DNA website: www.familytreedna.com/groups/crosskill/about
Contact: Mr Stuart Crosskill
I first became interested in my family history as a young lad (many years ago) when my great aunt Elsie told me that I had an ancestor who was a printer who had helped to set up the first Cooperative movement in Rochdale. Another distant relative was an inventor who had invented something called a Clod Crusher and also something to do with railway wheels. Imagine my delight when a school friend brought in a clipping from an agricultural journal showing a strange device called Crosskill’s patent clod-crushing roller that had been awarded a Gold Medal and thirty sovereigns by the Royal Agricultural Society in the mid 1800’s.
As a schoolboy growing up in a remote part of Lincolnshire in the 60’s, opportunities for family history research were limited, but when I went to university, I was able to raid libraries to search out more info., and I spent many hours reading Patent Specifications when I should have been working on my studies.
As is often the case with family traditions, they are not always 100% correct, but there is often more than a grain of truth in them as I have discovered over the last 50+ years.
Various sources give the following explanation for the origin of the surname. “This is a locational name which derives from a now "lost" medieval place called "Crossgill" believed to have been in North Lancashire.

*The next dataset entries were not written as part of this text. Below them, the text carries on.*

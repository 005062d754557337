//! Merge pipeline
//!
//! Loading → resize policy → block building → grid compositing. Each call
//! owns everything it touches, so merges can run from any thread.

use crate::block::{LabelRenderer, build_block};
use crate::compose::compose_grid;
use crate::options::MergeOptions;
use crate::resize::resize_item;
use crate::source::{SourceLoader, is_pdf_path};
use crate::types::*;
use image::RgbaImage;
use std::path::{Path, PathBuf};

/// Result of merging a list of files
#[derive(Debug)]
pub struct MergeOutcome {
    pub canvas: RgbaImage,
    /// Number of blocks on the canvas (PDF pages count individually)
    pub block_count: usize,
    /// Inputs the loader had to skip
    pub skipped: Vec<SkippedInput>,
}

/// Merge already loaded items into one canvas
pub fn merge_images(items: Vec<LabeledImage>, options: &MergeOptions) -> Result<RgbaImage> {
    options.validate()?;
    if items.is_empty() {
        return Err(MergeError::NoImages);
    }

    let renderer = LabelRenderer::new(options, items.iter().map(|item| item.label.as_str()))?;
    merge_with_renderer(items, options, &renderer)
}

/// Merge with a caller-provided label renderer
pub fn merge_with_renderer(
    items: Vec<LabeledImage>,
    options: &MergeOptions,
    renderer: &LabelRenderer,
) -> Result<RgbaImage> {
    if options.direction == Direction::Horizontal {
        log::debug!("Horizontal direction requested, grid still fills row by row");
    }

    let blocks = items
        .into_iter()
        .map(|item| build_block(&resize_item(item, options.max_image_size), renderer))
        .collect();

    compose_grid(
        blocks,
        options.columns_per_row,
        options.spacing,
        options.background_color.into(),
    )
}

/// Load `paths` in order and merge whatever loaded.
///
/// # Errors
/// [`MergeError::NothingLoaded`] when every input was skipped.
pub fn merge_files(paths: &[impl AsRef<Path>], options: &MergeOptions) -> Result<MergeOutcome> {
    options.validate()?;

    let loader = SourceLoader::new(options.pdf_dpi);
    let report = loader.load(paths);

    if report.items.is_empty() {
        return Err(MergeError::NothingLoaded {
            requested: paths.len(),
            pdf_requested: paths.iter().any(|p| is_pdf_path(p)),
            pdf_backend_available: loader.pdf_available(),
        });
    }

    let block_count = report.items.len();
    let canvas = merge_images(report.items, options)?;

    Ok(MergeOutcome {
        canvas,
        block_count,
        skipped: report.skipped,
    })
}

/// [`merge_files`] on the blocking thread pool
pub async fn merge_files_async(paths: Vec<PathBuf>, options: MergeOptions) -> Result<MergeOutcome> {
    tokio::task::spawn_blocking(move || merge_files(&paths, &options)).await?
}
use super::{GridLayout, Placement, RowLayout};
use crate::types::{MergeError, Result};

// =============================================================================
// Grid Creation
// =============================================================================

/// Compute the grid for blocks of the given `(width, height)` sizes.
///
/// Rows hold consecutive blocks, at most `columns_per_row` each. A row is
/// as tall as its tallest block and blocks are top-aligned within it.
/// The canvas is as wide as the widest row and as tall as all rows plus
/// the spacing between them.
///
/// # Errors
/// [`MergeError::NoImages`] for an empty size list and
/// [`MergeError::Config`] when `columns_per_row` is zero.
pub fn compute_grid(
    sizes: &[(u32, u32)],
    columns_per_row: usize,
    spacing: u32,
) -> Result<GridLayout> {
    if sizes.is_empty() {
        return Err(MergeError::NoImages);
    }
    if columns_per_row == 0 {
        return Err(MergeError::Config(
            "Columns per row must be greater than 0".to_string(),
        ));
    }

    let mut rows = Vec::with_capacity(sizes.len().div_ceil(columns_per_row));
    let mut placements = Vec::with_capacity(sizes.len());
    let mut y = 0u32;

    for (row_index, row) in sizes.chunks(columns_per_row).enumerate() {
        if row_index > 0 {
            y += spacing;
        }

        let mut x = 0u32;
        for (column, &(width, _)) in row.iter().enumerate() {
            if column > 0 {
                x += spacing;
            }
            placements.push(Placement { x, y });
            x += width;
        }

        let height = row.iter().map(|&(_, h)| h).max().unwrap_or(0);
        rows.push(RowLayout {
            start: row_index * columns_per_row,
            len: row.len(),
            y,
            height,
            width: x,
        });
        y += height;
    }

    let width = rows.iter().map(|row| row.width).max().unwrap_or(0);

    Ok(GridLayout {
        rows,
        placements,
        width,
        height: y,
    })
}

// =============================================================================
// Tests
// =============================================================================
//! Shared constants for image merging
//!
//! Defaults for the merge options and the fixed numbers used by the
//! label fitting fallbacks live here.

// =============================================================================
// Input
// =============================================================================

/// File extensions accepted as merge inputs (compared case-insensitively)
pub const SUPPORTED_EXTENSIONS: &[&str] = &[
    "png", "jpg", "jpeg", "gif", "bmp", "webp", "tiff", "tif", "pdf",
];

/// Extension handled by the PDF loader
pub const PDF_EXTENSION: &str = "pdf";

/// PDF user space units per inch
pub const PDF_POINTS_PER_INCH: f32 = 72.0;

/// Resolution PDF pages are rasterized at
pub const DEFAULT_PDF_DPI: f32 = 150.0;

// =============================================================================
// Layout
// =============================================================================

/// Height of the label bar above each image (pixels)
pub const DEFAULT_LABEL_HEIGHT: u32 = 44;

/// Blocks per grid row
pub const DEFAULT_COLUMNS_PER_ROW: usize = 3;

/// Horizontal inset of the label text (pixels)
pub const DEFAULT_PADDING: u32 = 10;

// =============================================================================
// Labels
// =============================================================================

/// Label font size (pixels)
pub const DEFAULT_FONT_SIZE: f32 = 28.0;

/// Narrowest width budget a label is ever fitted to (pixels)
pub const MIN_LABEL_WIDTH: u32 = 80;

/// Appended to truncated labels
pub const ELLIPSIS: char = '…';

/// Average character width used when text width is estimated (pixels)
pub const ESTIMATE_CHAR_WIDTH: u32 = 10;

/// Text height used when text height is estimated (pixels)
pub const ESTIMATE_TEXT_HEIGHT: u32 = 24;

/// Character width assumed when glyph measurement fails (pixels)
pub const FALLBACK_CHAR_WIDTH: u32 = 18;

// =============================================================================
// Output
// =============================================================================

/// JPEG encoder quality
pub const JPEG_QUALITY: u8 = 95;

The origin is Olde English pre 7th Century "Cros-Gyll". The translation being the cross by the stream or (possibly) small valley"”
In 1881 according to Archer’s Surname Atlas, there were 58 Crosskill’s, 13 Croskill’s, 6 Crosskell’s and 34 Croskell’s in England, Wales and Scotland, distributed mainly on the East coast between Yorkshire and Norfolk , although I know that a few in Lancashire were missed.
According to an ONS database as of September 2002 there were some 75 in England and Wales. This made it the 39,660th most common name.
According to the Forebears.co.uk website, in 2014 approximately 163 people had the surname worldwide which ranks it the 1,351,951st most common surname in the world. It is most prevalent in England (76), but has the highest density in Jamaica (12) with significant numbers in Canada (31), USA (29), Australia (8), South Africa (2) and Switzerland (2).